- Requirement: Below are entries. Pull out all lines containing "missing".

- Data records:
........
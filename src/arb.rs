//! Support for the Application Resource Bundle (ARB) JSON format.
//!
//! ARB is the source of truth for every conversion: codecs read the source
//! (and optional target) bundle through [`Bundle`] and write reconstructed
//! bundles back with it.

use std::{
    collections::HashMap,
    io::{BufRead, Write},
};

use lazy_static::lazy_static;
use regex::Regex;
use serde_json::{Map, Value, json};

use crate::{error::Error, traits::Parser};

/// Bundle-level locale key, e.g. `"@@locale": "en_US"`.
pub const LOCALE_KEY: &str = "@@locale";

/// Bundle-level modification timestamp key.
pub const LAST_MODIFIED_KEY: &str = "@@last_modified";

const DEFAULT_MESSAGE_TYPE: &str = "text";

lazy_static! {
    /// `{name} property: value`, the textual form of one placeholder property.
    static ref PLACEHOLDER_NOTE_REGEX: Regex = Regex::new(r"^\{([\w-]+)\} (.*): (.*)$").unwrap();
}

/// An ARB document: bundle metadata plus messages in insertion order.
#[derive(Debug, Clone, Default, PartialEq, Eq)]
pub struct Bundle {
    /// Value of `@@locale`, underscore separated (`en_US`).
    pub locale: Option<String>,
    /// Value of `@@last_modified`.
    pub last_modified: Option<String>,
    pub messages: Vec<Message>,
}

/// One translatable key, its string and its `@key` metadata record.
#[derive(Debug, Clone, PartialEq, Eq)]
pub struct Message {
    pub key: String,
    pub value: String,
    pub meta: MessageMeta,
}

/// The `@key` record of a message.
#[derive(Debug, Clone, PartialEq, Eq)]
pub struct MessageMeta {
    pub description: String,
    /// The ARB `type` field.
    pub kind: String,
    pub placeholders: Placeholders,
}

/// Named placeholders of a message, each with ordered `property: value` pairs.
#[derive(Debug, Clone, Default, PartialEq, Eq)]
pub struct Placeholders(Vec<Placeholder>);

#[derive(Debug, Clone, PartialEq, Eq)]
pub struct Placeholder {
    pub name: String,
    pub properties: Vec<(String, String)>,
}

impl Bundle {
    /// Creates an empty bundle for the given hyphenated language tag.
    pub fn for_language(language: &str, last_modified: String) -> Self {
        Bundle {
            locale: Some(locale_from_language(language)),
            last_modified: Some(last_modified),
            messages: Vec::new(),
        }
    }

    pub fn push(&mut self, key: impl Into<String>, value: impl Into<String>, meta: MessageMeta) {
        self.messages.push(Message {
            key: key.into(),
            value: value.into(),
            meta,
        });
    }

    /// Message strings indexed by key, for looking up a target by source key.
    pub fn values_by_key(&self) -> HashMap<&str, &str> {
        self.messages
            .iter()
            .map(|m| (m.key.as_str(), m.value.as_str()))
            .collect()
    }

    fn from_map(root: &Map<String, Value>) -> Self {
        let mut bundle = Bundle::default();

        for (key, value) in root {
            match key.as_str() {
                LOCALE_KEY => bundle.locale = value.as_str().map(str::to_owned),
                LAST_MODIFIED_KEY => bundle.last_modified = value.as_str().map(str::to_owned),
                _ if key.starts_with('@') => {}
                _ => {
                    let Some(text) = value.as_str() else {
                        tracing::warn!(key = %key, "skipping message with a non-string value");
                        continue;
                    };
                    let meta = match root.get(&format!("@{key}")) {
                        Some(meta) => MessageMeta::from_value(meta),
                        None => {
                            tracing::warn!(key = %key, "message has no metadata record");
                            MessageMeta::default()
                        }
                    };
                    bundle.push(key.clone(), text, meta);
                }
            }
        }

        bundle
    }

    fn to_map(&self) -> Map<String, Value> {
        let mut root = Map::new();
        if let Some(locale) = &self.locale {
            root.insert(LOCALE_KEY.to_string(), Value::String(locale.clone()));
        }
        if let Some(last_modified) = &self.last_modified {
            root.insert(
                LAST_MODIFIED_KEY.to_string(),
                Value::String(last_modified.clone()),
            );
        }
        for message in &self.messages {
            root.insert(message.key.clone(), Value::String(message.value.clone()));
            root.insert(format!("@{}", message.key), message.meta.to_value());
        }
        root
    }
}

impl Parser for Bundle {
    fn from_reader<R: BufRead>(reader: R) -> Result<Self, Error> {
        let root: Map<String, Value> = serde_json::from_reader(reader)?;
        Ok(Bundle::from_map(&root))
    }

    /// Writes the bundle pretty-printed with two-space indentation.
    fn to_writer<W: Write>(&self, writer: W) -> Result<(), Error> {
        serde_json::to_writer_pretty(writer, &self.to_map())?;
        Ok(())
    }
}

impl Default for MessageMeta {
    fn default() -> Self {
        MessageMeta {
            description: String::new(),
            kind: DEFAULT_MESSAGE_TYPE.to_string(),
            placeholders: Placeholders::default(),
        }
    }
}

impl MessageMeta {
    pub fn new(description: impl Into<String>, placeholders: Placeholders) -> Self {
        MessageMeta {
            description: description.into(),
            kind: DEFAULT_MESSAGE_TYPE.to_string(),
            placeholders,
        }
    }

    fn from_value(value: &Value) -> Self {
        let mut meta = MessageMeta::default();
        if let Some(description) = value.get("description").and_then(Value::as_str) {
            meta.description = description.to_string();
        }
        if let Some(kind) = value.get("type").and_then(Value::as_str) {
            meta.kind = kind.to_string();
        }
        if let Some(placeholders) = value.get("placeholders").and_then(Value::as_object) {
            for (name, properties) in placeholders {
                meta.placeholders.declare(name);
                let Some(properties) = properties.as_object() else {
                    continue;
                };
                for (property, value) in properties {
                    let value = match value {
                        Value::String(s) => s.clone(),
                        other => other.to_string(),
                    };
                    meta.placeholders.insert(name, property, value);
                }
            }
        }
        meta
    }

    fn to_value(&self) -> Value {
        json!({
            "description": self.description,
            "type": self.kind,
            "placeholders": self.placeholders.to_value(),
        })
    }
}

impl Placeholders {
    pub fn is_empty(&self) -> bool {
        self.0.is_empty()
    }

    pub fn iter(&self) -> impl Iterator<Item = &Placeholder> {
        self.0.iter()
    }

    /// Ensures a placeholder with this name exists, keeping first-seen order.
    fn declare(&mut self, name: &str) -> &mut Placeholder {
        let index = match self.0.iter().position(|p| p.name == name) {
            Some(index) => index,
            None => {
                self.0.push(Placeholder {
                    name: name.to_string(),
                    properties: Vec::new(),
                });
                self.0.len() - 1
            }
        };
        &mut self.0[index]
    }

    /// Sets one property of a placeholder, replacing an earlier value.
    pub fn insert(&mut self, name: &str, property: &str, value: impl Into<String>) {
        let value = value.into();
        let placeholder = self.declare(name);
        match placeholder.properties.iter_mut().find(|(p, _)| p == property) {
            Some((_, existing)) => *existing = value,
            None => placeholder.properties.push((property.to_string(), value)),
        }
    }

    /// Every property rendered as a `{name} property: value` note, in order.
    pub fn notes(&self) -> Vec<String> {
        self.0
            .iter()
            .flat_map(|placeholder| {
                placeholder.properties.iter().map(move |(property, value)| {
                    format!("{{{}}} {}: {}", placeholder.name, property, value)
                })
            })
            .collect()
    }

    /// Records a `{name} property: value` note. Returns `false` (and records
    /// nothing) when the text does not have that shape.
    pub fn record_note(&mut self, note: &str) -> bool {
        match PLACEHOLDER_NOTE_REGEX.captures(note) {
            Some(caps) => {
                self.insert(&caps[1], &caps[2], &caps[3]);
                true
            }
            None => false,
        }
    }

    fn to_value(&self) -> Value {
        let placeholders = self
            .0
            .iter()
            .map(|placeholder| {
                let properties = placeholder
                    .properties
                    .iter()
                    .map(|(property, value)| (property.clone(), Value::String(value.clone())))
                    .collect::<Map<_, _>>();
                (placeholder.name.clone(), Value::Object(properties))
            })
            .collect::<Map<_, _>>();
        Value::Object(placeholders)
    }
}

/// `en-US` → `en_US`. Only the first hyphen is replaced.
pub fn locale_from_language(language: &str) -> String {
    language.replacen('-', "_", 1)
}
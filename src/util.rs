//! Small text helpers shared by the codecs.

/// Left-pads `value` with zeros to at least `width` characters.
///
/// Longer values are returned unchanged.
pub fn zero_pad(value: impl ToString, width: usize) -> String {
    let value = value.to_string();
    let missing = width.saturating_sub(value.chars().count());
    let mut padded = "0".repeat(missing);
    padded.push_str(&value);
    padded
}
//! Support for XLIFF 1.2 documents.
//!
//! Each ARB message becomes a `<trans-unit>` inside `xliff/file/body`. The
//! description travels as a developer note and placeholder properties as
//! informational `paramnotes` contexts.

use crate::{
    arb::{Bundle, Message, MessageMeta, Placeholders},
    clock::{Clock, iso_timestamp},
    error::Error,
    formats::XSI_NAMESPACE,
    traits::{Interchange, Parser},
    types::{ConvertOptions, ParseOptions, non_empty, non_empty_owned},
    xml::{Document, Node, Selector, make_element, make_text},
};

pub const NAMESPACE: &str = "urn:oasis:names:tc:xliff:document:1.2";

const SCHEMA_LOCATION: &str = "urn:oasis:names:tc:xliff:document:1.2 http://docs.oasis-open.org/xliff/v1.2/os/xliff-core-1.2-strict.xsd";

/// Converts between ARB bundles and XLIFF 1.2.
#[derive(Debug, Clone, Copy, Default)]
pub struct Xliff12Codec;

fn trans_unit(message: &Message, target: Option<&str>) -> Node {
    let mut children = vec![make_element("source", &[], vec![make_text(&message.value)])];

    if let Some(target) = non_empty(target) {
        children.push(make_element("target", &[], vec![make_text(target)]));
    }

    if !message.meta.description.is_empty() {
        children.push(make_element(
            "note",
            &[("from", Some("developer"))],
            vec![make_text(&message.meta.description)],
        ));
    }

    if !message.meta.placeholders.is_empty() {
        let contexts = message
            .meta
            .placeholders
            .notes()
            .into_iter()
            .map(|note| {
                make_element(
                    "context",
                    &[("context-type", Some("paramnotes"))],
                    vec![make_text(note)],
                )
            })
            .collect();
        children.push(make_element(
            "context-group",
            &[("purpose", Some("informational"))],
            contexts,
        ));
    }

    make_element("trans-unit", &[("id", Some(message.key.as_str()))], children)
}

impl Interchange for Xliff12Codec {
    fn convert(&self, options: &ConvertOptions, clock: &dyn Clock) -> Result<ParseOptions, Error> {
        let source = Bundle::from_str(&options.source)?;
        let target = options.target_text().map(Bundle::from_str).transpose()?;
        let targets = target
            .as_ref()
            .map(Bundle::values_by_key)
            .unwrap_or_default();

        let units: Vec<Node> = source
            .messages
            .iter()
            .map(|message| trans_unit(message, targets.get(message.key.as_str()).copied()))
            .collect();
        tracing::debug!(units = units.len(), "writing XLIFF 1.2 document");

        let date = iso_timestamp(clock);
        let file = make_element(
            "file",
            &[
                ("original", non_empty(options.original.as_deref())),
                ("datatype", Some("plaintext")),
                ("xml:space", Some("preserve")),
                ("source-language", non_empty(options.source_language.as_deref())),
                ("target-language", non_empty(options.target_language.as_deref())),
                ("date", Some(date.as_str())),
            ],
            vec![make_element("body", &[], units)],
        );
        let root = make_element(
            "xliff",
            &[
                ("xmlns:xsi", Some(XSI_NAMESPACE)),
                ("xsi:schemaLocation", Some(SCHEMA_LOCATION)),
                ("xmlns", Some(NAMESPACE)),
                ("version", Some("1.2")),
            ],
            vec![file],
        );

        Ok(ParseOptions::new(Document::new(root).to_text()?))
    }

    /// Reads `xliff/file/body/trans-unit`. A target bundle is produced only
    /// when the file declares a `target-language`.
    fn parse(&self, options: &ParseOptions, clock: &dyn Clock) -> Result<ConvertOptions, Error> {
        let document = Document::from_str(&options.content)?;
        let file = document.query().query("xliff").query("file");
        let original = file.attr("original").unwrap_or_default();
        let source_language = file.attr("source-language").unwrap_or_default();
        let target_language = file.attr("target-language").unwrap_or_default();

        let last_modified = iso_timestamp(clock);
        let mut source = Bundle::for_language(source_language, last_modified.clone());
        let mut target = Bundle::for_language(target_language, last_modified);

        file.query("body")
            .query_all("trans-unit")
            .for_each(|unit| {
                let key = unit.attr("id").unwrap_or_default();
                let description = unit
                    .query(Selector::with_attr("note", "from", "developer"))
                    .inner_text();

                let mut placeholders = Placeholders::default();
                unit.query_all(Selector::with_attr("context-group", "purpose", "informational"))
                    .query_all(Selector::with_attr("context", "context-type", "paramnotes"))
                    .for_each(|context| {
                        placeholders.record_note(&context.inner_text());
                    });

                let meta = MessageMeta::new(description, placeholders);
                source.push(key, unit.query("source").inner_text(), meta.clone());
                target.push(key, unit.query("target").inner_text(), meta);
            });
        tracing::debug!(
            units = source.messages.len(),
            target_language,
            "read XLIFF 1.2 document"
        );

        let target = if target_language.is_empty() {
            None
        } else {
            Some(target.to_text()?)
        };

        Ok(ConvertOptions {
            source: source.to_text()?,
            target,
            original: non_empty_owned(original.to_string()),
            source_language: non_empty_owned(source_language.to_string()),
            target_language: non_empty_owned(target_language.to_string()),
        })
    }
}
........
- Written answer:
    let missing = width.saturating_sub(value.chars().count());
    let mut padded = "0".repeat(missing);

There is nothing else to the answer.